Gnurro edited this page May 19, 2021 · 5 revisions

InitialPrep mode

View text statistics, calculate token distribution, export sentences, apply miscellaneous small tweaks and fixes to text and create ChunkFiles.
InitialPrep Mode

Stats

Basic text statistics are calculated immediatly, but more complicated calculations are done on demand by clicking the buttons at the top. This is to avoid unresponsiveness when large texts are analysed.

Text Stats

Click the [Tokenize data] button to calculate number of tokens and number of unique tokens. This can take a while for large texts.

Token Distribution

Once the data has been tokenized, click the [Calculate token distribution] button to see the most common tokens in the text.

Sentence File Export

Use this to export a JSON array containing the text separated into single sentences. Saves to the directory containing the currently opened file.
Warning: This will currently overwrite existing 'sentence file' without any warning!
(File selection dialog planned for upcoming versions.)

Chunking

Set chunk parameters, placeholder chunk inserts, create chunks and export as ChunkFile.
Chunks are composed of full sentences from the source text.

Maximum tokens per chunk

This is the target amount of tokens a chunk will contain. Sentences will be added to each chunk until the addition of the next sentence in the source data would exceed this value. If a sentence contains more tokens than this threshold, it will result in a chunk that contains only this sentence.
(This will be relabeled to better represent its functionality in upcoming versions.)

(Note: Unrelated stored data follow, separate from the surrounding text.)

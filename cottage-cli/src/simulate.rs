//! Stand-ins for the device sensors so the guidance pipeline can be run from a terminal

use std::{
    collections::HashMap,
    sync::{
        Arc, Mutex,
        atomic::{AtomicBool, AtomicU64, Ordering},
    },
    time::Duration,
};

use anyhow::bail;
use cottage_logic::{
    Accuracy, BearingResult, BearingTracker, Coordinate, HeadingCallback, HeadingEvent,
    HeadingMonitor, HeadingReading, HeadingSensor, LocationMonitor, LocationReading,
    MonitorSettings, PermissionAuthority, PermissionStatus, PositionProvider, SensorSpeed,
    SubscriptionId, geodesy, prelude::*,
};
use log::info;
use tokio::sync::broadcast::error::TryRecvError;

/// Stop once we're this close to the cottage
const ARRIVAL_METERS: f64 = 25.0;

/// A terminal has no permission prompt
pub struct AlwaysGranted;

impl PermissionAuthority for AlwaysGranted {
    async fn check_status(&self) -> Result<PermissionStatus> {
        Ok(PermissionStatus::Granted)
    }

    async fn request(&self) -> Result<PermissionStatus> {
        Ok(PermissionStatus::Granted)
    }
}

/// Walks in a straight line towards a target, one step per fix
pub struct SimulatedWalk {
    position: Mutex<Coordinate>,
    target: Coordinate,
    step_meters: f64,
}

impl SimulatedWalk {
    pub fn new(start: Coordinate, target: Coordinate, step_meters: f64) -> Self {
        Self {
            position: Mutex::new(start),
            target,
            step_meters,
        }
    }

    fn step(&self) -> Result<Coordinate> {
        let mut position = self
            .position
            .lock()
            .unwrap_or_else(|poisoned| poisoned.into_inner());
        let remaining = geodesy::distance(*position, self.target);
        if remaining <= self.step_meters {
            *position = self.target;
            return Ok(self.target);
        }

        let fraction = self.step_meters / remaining;
        let lat = position.latitude() + (self.target.latitude() - position.latitude()) * fraction;
        // Take the short way across the antimeridian
        let delta_lon = geodesy::normalize_degrees(
            self.target.longitude() - position.longitude() + 180.0,
        ) - 180.0;
        let lon = position.longitude() + delta_lon * fraction;
        let lon = geodesy::normalize_degrees(lon + 180.0) - 180.0;
        *position = Coordinate::new(lat, lon)?;
        Ok(*position)
    }
}

impl PositionProvider for SimulatedWalk {
    async fn get_location(&self, _accuracy: Accuracy, _timeout: Duration) -> Result<LocationReading> {
        let coordinate = self.step()?;
        Ok(LocationReading {
            accuracy_meters: Some(5.0),
            ..LocationReading::new(coordinate, chrono::Utc::now())
        })
    }
}

/// Compass whose heading is set by hand
#[derive(Default)]
pub struct SimulatedCompass {
    monitoring: AtomicBool,
    next_id: AtomicU64,
    subscribers: Mutex<HashMap<u64, HeadingCallback>>,
}

impl SimulatedCompass {
    pub fn set_heading(&self, degrees: f64) {
        if !self.is_monitoring() {
            return;
        }
        let subscribers = self
            .subscribers
            .lock()
            .unwrap_or_else(|poisoned| poisoned.into_inner());
        for callback in subscribers.values() {
            callback(degrees);
        }
    }
}

impl HeadingSensor for SimulatedCompass {
    fn is_supported(&self) -> bool {
        true
    }

    fn is_monitoring(&self) -> bool {
        self.monitoring.load(Ordering::Acquire)
    }

    fn start(&self, _speed: SensorSpeed) -> Result {
        self.monitoring.store(true, Ordering::Release);
        Ok(())
    }

    fn stop(&self) -> Result {
        self.monitoring.store(false, Ordering::Release);
        Ok(())
    }

    fn subscribe(&self, callback: HeadingCallback) -> SubscriptionId {
        let id = self.next_id.fetch_add(1, Ordering::Relaxed);
        self.subscribers
            .lock()
            .unwrap_or_else(|poisoned| poisoned.into_inner())
            .insert(id, callback);
        SubscriptionId(id)
    }

    fn unsubscribe(&self, id: SubscriptionId) {
        self.subscribers
            .lock()
            .unwrap_or_else(|poisoned| poisoned.into_inner())
            .remove(&id.0);
    }
}

/// Arrow pointing the way to turn, 8 directions relative to where the device faces
fn arrow(relative_degrees: f64) -> char {
    const ARROWS: [char; 8] = ['↑', '↗', '→', '↘', '↓', '↙', '←', '↖'];
    ARROWS[((relative_degrees / 45.0).round() as usize) % ARROWS.len()]
}

fn print_step(step: usize, result: &BearingResult, heading: Option<&HeadingReading>) {
    let pointer = heading
        .map(|h| arrow(result.relative_bearing(h.heading_magnetic_north)))
        .unwrap_or('?');
    println!(
        "{step:>3}  {pointer}  {:>6.1}° {:<3}  {:>8.0} m  ({})  {}",
        result.bearing_degrees,
        result.compass_direction,
        result.distance_meters,
        result.from,
        heading.map(|h| h.label.as_str()).unwrap_or("Compass: --"),
    );
}

/// Walk from `start` to `target`, printing live guidance as the monitors report in
pub async fn run(
    start: Coordinate,
    target: Coordinate,
    step_meters: f64,
    max_steps: usize,
    settings: MonitorSettings,
) -> Result {
    let walk = SimulatedWalk::new(start, target, step_meters);
    let monitor = Arc::new(LocationMonitor::new(AlwaysGranted, walk, settings));
    let compass = Arc::new(SimulatedCompass::default());
    let heading_monitor = HeadingMonitor::new(compass.clone(), 16);
    let tracker = BearingTracker::new(monitor.clone());

    let mut heading_events = heading_monitor.subscribe();
    if !heading_monitor.start() {
        bail!("Compass is not available");
    }

    let Some(initial) = tracker.bearing_to_target(target).await else {
        bail!("Couldn't get a starting location");
    };
    info!(
        "Starting {:.0} m from target, heading {}",
        initial.distance_meters, initial.compass_direction
    );

    let mut location_events = monitor.subscribe();
    if !monitor.start_monitoring().await {
        bail!("Location monitoring could not be started");
    }

    let mut latest_heading: Option<HeadingReading> = None;
    let mut steps = 0;
    let mut finished = false;

    tracker
        .track(target, &mut location_events, |result| {
            if finished {
                return;
            }
            steps += 1;

            // Pretend the walker faces roughly the right way, drifting a little each step
            let drift = if steps % 2 == 0 { 12.0 } else { -8.0 };
            compass.set_heading(result.bearing_degrees + drift);

            loop {
                match heading_events.try_recv() {
                    Ok(HeadingEvent::HeadingChanged(reading)) => latest_heading = Some(reading),
                    Ok(HeadingEvent::MonitoringStatusChanged(_)) => {}
                    Err(TryRecvError::Lagged(_)) => {}
                    Err(TryRecvError::Empty | TryRecvError::Closed) => break,
                }
            }

            print_step(steps, &result, latest_heading.as_ref());

            if result.distance_meters <= ARRIVAL_METERS || steps >= max_steps {
                finished = true;
                let monitor = monitor.clone();
                tokio::spawn(async move {
                    monitor.stop_monitoring().await;
                });
            }
        })
        .await;

    heading_monitor.stop();

    if steps > 0 && !finished {
        bail!("Location monitoring ended unexpectedly");
    }

    println!("Done after {steps} fixes");
    Ok(())
}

Placeholder Chunk Insertion

If the checkbox is checked, a placeholder chunk will be inserted after each chunk of source text.
Placeholder type tag is added to each placeholder chunks data in the ChunkFile. These later help with handling and export of the formatted data. (See ChunkCombiner mode.) Currently this is 'generic', but any string of length up to 12 can be used.
Placeholder text is inserted into each placeholder chunk as text content. This can be a string of any length, but it is recommended to keep it to something short like the preset 'PLACEHOLDER'.

Chunk Creation and Saving

Chunk file suffix automatically contains the maximum token amount per chunk, followed by a short string, preset to 'tknChunks'. This chunk file suffix will be appended to the file name of the ChunkFile to be exported.
Clicking the [Create chunks and save] button will create chunks, as described above, and then save them into a ChunkFile .json.
Warning: This will currently overwrite existing ChunkFile without any warning!

ChunkFile Data Format

The ChunkFile data format is JSON, containing a 'projectData' object and an array of chunk objects ('chunks').
The projectData object contains the target number of tokens per chunk specified at creation of the ChunkFile (targetTknsPerChunk) and a chunk type data object (tagTypeData). Chunk type data determines how chunks of different types will be formatted when they are combined into the finished formatted text. More on chunk type handling in the ChunkCombiner mode documentation.
The 'chunks' array contains the chunk objects, each containing the content 'text' of the chunk and its 'type'.

Miscellaneous Tweaks And Fixes

[Remove spaces at line ends] button: Removes all space characters from the end of lines by replacing \n with \n.